DIRECTIONS:
Where a line contains the word "make", copy that line from the records below.

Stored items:
____________

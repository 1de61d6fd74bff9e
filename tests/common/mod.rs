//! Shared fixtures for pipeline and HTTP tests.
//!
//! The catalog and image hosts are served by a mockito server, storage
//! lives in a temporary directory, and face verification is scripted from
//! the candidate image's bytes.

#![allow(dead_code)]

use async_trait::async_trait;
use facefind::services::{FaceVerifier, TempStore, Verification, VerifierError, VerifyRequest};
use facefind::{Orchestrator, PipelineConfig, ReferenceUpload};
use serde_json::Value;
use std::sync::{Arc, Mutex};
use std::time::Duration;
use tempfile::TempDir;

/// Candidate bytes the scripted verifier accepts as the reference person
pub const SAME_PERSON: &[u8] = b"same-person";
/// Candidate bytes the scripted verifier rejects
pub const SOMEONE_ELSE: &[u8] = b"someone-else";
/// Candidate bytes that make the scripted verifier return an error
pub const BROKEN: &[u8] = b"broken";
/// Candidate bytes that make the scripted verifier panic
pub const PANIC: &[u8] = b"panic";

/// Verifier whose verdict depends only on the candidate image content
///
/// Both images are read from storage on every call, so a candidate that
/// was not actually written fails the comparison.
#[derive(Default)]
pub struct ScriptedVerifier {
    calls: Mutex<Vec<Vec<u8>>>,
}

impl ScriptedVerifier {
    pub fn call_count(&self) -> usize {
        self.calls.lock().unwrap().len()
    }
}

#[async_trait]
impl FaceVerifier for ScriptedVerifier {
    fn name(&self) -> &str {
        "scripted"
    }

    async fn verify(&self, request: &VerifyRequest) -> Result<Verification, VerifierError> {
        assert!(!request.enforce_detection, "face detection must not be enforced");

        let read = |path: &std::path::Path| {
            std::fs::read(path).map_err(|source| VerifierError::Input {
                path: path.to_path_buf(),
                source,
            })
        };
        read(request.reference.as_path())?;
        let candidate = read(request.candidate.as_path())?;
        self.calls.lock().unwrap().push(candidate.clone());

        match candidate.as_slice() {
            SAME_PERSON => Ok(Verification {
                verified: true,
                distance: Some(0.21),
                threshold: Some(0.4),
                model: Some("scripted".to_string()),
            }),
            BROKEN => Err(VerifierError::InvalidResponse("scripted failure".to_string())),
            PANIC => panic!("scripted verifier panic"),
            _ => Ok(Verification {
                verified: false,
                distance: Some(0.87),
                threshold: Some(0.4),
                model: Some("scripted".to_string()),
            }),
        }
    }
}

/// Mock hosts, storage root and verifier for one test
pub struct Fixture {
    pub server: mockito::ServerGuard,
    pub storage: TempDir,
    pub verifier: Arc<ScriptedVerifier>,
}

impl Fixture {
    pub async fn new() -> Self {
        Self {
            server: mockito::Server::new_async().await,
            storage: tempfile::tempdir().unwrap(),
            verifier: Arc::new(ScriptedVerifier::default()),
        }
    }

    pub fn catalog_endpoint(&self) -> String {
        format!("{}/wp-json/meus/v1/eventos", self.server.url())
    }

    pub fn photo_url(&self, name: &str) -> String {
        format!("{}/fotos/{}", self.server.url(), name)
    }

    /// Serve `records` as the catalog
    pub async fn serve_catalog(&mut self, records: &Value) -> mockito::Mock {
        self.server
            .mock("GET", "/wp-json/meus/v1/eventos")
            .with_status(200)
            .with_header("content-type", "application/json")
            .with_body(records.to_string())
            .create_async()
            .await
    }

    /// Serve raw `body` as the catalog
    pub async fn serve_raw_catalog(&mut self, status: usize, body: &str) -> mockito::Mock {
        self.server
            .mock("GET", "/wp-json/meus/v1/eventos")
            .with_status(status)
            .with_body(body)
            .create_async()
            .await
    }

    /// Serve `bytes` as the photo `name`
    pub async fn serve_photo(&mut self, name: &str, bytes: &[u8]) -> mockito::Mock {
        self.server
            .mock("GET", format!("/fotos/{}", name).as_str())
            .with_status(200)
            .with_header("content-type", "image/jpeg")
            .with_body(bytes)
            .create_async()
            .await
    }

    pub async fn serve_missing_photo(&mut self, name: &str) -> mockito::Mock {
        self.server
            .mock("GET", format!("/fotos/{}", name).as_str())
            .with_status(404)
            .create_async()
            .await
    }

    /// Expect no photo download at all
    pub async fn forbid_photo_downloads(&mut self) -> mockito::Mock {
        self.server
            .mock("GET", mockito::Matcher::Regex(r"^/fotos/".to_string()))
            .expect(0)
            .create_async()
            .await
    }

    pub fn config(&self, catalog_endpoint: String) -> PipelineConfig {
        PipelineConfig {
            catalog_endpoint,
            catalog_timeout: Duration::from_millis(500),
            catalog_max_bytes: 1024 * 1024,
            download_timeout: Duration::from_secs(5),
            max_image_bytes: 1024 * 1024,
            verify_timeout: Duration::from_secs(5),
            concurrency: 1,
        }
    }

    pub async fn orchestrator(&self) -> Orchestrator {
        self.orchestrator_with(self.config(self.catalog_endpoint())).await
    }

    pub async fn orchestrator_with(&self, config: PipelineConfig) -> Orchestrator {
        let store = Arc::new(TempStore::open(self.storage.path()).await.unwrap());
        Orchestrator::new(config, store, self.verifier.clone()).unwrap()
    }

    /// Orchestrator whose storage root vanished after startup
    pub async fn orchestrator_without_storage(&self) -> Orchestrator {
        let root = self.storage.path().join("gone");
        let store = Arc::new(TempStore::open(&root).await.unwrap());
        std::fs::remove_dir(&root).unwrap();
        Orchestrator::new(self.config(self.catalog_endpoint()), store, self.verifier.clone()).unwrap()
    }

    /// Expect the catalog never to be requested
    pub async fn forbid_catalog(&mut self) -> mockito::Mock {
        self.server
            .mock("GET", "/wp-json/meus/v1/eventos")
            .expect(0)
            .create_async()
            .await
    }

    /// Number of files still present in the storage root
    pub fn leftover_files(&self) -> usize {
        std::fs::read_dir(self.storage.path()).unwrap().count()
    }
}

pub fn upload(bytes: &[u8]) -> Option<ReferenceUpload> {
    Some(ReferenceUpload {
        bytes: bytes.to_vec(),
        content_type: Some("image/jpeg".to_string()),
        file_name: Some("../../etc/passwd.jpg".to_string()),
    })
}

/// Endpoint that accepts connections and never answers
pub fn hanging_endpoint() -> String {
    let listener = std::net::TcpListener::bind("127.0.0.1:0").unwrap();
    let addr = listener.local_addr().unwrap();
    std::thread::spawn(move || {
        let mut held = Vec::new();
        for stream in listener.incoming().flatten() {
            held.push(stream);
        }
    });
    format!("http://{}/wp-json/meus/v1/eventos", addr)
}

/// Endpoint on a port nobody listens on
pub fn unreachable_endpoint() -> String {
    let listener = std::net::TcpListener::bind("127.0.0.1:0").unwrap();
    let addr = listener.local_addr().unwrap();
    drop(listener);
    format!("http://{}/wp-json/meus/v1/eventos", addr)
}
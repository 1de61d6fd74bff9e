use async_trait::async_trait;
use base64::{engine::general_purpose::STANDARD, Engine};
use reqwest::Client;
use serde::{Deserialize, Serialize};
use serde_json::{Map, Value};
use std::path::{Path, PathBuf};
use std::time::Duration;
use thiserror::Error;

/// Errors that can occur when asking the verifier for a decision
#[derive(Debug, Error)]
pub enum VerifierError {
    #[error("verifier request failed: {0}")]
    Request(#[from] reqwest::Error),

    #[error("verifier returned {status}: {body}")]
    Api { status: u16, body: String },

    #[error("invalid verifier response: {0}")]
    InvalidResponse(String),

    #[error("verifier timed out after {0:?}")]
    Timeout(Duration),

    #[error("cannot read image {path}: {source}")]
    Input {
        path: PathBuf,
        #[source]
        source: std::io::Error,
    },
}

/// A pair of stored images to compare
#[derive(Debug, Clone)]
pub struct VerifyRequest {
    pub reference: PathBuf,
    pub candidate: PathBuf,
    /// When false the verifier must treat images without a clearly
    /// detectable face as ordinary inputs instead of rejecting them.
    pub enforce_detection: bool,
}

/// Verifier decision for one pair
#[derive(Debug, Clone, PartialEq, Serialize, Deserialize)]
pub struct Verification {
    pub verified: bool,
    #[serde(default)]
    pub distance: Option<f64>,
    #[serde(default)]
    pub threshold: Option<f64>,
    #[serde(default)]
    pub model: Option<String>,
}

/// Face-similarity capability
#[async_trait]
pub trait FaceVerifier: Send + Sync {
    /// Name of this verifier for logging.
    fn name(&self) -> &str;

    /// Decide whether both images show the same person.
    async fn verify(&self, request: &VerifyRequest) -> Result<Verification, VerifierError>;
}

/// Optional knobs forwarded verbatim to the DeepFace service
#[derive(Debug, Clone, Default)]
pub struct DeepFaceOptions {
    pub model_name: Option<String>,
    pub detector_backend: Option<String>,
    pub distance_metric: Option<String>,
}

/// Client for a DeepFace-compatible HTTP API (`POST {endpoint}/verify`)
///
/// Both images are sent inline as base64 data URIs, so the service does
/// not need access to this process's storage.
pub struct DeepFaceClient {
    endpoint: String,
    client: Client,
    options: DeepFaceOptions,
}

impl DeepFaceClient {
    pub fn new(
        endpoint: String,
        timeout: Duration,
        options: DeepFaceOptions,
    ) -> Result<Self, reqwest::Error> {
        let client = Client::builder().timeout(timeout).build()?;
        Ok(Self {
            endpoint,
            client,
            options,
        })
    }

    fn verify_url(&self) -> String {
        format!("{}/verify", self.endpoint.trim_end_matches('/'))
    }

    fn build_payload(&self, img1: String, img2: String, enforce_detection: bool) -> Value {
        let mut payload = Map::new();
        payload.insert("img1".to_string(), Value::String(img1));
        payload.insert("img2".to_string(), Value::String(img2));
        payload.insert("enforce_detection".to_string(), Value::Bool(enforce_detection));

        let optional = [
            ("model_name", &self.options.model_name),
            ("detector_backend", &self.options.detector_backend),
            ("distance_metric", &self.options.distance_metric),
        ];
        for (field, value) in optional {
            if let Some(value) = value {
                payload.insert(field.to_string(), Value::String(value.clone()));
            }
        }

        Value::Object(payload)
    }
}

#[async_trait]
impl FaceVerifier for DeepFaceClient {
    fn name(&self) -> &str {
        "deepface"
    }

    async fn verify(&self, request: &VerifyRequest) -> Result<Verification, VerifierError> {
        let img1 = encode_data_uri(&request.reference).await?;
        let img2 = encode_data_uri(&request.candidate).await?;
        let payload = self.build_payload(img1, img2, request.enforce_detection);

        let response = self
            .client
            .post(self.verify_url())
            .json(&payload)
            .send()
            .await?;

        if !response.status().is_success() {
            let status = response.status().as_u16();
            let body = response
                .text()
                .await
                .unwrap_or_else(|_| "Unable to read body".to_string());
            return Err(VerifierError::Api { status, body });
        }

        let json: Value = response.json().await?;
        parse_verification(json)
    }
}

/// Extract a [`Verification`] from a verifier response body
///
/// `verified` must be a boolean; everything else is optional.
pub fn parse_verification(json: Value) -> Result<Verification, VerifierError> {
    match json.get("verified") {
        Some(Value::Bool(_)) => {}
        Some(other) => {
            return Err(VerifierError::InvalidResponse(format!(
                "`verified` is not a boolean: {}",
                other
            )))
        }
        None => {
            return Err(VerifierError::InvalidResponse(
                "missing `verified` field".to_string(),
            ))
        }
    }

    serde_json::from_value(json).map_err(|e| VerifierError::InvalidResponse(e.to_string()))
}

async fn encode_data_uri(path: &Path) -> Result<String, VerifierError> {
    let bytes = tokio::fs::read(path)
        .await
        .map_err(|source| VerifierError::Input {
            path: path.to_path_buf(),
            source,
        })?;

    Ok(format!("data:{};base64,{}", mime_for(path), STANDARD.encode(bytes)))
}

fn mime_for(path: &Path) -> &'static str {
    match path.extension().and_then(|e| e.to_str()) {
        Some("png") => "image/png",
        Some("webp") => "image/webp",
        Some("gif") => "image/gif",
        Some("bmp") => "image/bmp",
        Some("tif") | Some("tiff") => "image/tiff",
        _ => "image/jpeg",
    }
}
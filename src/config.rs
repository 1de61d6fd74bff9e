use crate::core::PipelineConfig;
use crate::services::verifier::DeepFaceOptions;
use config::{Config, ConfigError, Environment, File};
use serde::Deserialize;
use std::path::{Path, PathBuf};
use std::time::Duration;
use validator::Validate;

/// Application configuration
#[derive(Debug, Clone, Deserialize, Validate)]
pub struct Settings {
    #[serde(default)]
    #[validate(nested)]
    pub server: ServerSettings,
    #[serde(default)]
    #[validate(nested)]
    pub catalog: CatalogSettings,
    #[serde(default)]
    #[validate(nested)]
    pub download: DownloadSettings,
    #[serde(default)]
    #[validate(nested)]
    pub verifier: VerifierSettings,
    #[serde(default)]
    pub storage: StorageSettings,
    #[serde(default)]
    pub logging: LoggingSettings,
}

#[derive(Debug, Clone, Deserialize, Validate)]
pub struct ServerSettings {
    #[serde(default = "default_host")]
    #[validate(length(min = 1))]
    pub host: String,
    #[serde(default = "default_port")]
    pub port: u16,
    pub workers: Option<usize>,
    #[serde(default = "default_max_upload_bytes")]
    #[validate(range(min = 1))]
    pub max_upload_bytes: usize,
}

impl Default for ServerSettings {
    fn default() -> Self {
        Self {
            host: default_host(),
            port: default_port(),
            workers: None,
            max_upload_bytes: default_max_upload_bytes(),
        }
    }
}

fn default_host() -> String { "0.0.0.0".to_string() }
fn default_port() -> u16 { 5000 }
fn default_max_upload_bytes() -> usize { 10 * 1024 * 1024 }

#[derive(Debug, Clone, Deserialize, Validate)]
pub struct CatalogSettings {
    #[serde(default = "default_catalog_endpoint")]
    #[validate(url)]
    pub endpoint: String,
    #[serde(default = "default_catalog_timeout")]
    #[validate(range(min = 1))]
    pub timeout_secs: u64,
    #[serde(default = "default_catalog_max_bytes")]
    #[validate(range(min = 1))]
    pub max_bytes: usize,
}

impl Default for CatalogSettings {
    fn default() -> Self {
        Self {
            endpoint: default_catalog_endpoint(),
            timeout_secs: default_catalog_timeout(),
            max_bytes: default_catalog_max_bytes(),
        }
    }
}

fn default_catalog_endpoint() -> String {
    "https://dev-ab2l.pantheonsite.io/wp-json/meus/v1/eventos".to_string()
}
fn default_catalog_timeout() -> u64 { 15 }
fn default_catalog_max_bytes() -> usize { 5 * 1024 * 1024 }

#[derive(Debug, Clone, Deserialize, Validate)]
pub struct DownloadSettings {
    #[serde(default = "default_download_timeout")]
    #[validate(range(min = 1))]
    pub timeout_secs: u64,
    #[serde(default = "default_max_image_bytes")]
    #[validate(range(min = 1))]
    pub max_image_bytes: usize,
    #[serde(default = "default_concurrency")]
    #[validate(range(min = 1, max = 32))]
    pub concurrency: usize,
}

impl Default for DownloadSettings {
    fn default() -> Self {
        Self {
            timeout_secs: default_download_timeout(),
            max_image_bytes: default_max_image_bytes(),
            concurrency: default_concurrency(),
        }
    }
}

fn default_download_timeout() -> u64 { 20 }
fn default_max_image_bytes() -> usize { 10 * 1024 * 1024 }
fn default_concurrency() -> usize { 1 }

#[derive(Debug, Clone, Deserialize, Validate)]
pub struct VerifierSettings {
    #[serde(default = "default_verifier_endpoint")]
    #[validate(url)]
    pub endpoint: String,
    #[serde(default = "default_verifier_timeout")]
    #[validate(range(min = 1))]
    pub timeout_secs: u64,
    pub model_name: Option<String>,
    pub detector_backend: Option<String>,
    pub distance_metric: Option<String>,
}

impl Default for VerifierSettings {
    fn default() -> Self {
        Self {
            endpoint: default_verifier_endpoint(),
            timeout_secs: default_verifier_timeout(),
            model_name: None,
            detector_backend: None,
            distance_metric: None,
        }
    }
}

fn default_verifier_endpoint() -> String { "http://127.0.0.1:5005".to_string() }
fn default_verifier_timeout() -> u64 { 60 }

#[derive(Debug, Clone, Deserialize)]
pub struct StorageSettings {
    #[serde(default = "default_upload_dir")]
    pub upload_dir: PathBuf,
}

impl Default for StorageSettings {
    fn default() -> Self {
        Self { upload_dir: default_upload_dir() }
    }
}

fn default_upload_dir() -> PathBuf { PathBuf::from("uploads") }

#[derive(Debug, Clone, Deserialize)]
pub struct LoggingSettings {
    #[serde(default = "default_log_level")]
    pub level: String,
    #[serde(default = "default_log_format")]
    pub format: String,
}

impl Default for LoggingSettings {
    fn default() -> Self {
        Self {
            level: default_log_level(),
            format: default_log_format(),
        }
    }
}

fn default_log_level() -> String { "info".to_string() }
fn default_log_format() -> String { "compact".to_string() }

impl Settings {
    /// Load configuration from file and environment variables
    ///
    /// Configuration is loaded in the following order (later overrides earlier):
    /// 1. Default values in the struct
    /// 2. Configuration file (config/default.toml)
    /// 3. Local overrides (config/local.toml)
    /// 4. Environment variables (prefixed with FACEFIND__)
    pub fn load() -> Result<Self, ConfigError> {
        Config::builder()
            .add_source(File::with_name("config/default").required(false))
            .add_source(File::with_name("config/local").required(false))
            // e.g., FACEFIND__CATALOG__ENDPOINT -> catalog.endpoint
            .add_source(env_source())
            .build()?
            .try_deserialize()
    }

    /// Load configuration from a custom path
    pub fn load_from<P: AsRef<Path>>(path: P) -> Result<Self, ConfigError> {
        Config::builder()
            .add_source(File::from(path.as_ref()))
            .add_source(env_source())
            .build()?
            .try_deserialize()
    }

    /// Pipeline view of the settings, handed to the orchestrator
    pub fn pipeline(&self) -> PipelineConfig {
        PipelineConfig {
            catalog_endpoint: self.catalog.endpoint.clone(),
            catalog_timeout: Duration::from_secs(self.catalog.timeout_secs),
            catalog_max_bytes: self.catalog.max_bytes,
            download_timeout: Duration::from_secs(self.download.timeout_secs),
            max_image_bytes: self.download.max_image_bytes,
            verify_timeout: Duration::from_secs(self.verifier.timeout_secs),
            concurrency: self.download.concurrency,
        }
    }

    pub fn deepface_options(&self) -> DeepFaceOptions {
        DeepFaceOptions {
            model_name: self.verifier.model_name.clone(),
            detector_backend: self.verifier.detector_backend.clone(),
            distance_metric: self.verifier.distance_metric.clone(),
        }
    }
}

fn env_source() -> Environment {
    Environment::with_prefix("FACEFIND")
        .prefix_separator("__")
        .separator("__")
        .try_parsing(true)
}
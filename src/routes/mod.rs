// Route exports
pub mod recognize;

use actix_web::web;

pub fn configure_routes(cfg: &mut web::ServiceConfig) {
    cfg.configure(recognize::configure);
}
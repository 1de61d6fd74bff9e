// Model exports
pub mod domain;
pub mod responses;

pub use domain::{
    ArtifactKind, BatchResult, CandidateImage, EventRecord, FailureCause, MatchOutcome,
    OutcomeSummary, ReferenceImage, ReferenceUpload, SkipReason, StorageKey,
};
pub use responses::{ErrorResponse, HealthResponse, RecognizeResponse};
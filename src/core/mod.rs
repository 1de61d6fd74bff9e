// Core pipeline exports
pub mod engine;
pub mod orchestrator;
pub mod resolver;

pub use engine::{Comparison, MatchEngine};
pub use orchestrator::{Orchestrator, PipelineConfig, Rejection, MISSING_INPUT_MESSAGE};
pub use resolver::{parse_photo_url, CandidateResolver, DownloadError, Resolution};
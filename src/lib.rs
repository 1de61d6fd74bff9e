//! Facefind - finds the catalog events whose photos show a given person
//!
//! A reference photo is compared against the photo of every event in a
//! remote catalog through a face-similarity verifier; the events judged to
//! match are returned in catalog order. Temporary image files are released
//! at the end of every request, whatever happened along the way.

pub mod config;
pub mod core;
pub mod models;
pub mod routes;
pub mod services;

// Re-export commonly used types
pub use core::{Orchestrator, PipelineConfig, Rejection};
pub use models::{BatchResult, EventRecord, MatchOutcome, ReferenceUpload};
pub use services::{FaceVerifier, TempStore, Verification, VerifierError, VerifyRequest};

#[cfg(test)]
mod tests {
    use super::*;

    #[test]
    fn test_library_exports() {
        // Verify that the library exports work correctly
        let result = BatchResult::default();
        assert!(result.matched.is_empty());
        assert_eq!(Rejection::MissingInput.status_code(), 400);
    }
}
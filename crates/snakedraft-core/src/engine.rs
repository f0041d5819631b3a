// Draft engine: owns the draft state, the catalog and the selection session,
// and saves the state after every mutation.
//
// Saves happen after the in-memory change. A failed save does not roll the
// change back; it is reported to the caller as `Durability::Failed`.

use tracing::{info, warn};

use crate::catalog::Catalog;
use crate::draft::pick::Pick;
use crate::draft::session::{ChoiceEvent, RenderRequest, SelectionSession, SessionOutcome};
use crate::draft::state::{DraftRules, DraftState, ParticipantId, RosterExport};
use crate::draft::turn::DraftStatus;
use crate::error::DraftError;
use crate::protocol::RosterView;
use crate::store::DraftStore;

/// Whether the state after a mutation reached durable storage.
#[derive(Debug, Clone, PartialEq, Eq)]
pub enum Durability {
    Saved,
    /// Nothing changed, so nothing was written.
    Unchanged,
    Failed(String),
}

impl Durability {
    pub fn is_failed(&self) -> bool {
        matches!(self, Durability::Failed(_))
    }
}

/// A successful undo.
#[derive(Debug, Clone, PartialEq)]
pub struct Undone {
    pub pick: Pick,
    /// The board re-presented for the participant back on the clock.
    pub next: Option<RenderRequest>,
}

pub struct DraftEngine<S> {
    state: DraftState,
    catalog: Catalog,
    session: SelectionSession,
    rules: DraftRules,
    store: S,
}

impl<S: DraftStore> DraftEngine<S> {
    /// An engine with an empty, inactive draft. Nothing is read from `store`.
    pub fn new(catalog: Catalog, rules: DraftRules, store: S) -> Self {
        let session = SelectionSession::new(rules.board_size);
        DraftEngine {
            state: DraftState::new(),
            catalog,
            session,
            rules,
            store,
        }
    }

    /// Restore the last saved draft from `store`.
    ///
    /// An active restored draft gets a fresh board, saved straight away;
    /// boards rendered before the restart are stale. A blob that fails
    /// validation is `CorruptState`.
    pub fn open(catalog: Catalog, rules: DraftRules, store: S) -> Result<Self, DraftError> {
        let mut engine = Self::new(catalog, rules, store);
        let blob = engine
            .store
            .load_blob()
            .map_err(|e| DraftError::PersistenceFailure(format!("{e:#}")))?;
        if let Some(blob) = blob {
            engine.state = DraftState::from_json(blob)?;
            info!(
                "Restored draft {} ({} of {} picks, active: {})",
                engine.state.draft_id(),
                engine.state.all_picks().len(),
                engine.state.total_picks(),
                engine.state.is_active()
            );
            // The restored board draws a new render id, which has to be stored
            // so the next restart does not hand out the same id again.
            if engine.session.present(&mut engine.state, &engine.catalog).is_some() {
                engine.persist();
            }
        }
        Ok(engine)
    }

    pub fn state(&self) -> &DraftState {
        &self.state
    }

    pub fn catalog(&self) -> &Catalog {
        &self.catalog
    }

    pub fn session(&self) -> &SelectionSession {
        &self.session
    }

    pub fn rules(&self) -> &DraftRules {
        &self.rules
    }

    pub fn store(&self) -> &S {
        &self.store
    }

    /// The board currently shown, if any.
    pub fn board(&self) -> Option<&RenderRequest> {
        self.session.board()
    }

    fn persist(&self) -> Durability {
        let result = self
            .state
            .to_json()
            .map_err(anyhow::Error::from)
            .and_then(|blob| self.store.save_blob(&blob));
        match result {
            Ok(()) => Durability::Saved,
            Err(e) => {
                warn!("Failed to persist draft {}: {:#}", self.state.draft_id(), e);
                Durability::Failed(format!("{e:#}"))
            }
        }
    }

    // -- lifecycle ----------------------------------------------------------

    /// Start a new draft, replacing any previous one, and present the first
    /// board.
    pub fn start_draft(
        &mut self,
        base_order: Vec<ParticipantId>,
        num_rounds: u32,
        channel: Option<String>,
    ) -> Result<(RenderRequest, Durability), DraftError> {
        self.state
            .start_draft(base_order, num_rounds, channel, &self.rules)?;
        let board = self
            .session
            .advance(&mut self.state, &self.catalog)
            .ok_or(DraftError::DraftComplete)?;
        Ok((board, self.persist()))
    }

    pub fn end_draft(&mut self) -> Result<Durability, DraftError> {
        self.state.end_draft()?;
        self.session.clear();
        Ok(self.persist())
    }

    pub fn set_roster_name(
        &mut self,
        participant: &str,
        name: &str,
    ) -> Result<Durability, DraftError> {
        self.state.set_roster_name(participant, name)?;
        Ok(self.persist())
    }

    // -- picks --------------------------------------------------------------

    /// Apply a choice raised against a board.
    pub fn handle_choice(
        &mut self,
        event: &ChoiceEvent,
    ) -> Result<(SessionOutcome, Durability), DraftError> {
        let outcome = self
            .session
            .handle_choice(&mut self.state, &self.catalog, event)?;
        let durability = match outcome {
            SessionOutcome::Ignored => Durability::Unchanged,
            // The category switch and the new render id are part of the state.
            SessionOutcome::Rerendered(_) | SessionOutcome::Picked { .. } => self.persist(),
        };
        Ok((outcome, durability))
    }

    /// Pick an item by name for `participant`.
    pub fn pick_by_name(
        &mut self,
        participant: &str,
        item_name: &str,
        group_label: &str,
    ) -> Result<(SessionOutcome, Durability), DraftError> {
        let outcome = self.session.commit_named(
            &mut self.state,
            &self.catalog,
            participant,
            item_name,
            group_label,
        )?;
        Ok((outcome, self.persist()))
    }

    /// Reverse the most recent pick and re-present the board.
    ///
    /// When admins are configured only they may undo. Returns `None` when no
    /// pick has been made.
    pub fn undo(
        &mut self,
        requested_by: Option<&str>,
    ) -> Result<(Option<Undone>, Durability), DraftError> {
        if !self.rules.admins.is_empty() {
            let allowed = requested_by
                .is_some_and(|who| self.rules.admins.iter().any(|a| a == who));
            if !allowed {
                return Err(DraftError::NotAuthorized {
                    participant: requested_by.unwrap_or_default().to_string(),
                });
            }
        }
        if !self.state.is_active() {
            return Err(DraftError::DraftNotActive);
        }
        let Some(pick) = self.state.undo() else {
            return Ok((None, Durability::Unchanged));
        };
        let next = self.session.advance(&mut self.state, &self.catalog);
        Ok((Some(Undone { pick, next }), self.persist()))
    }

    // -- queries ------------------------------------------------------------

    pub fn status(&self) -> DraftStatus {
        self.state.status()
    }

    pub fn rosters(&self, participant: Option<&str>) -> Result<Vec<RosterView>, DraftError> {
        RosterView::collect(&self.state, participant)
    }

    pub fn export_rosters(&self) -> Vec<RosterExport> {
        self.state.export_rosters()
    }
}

____________

COMPLETED EXERCISE:
/// Candidate bytes that make the scripted verifier return an error
/// Candidate bytes that make the scripted verifier panic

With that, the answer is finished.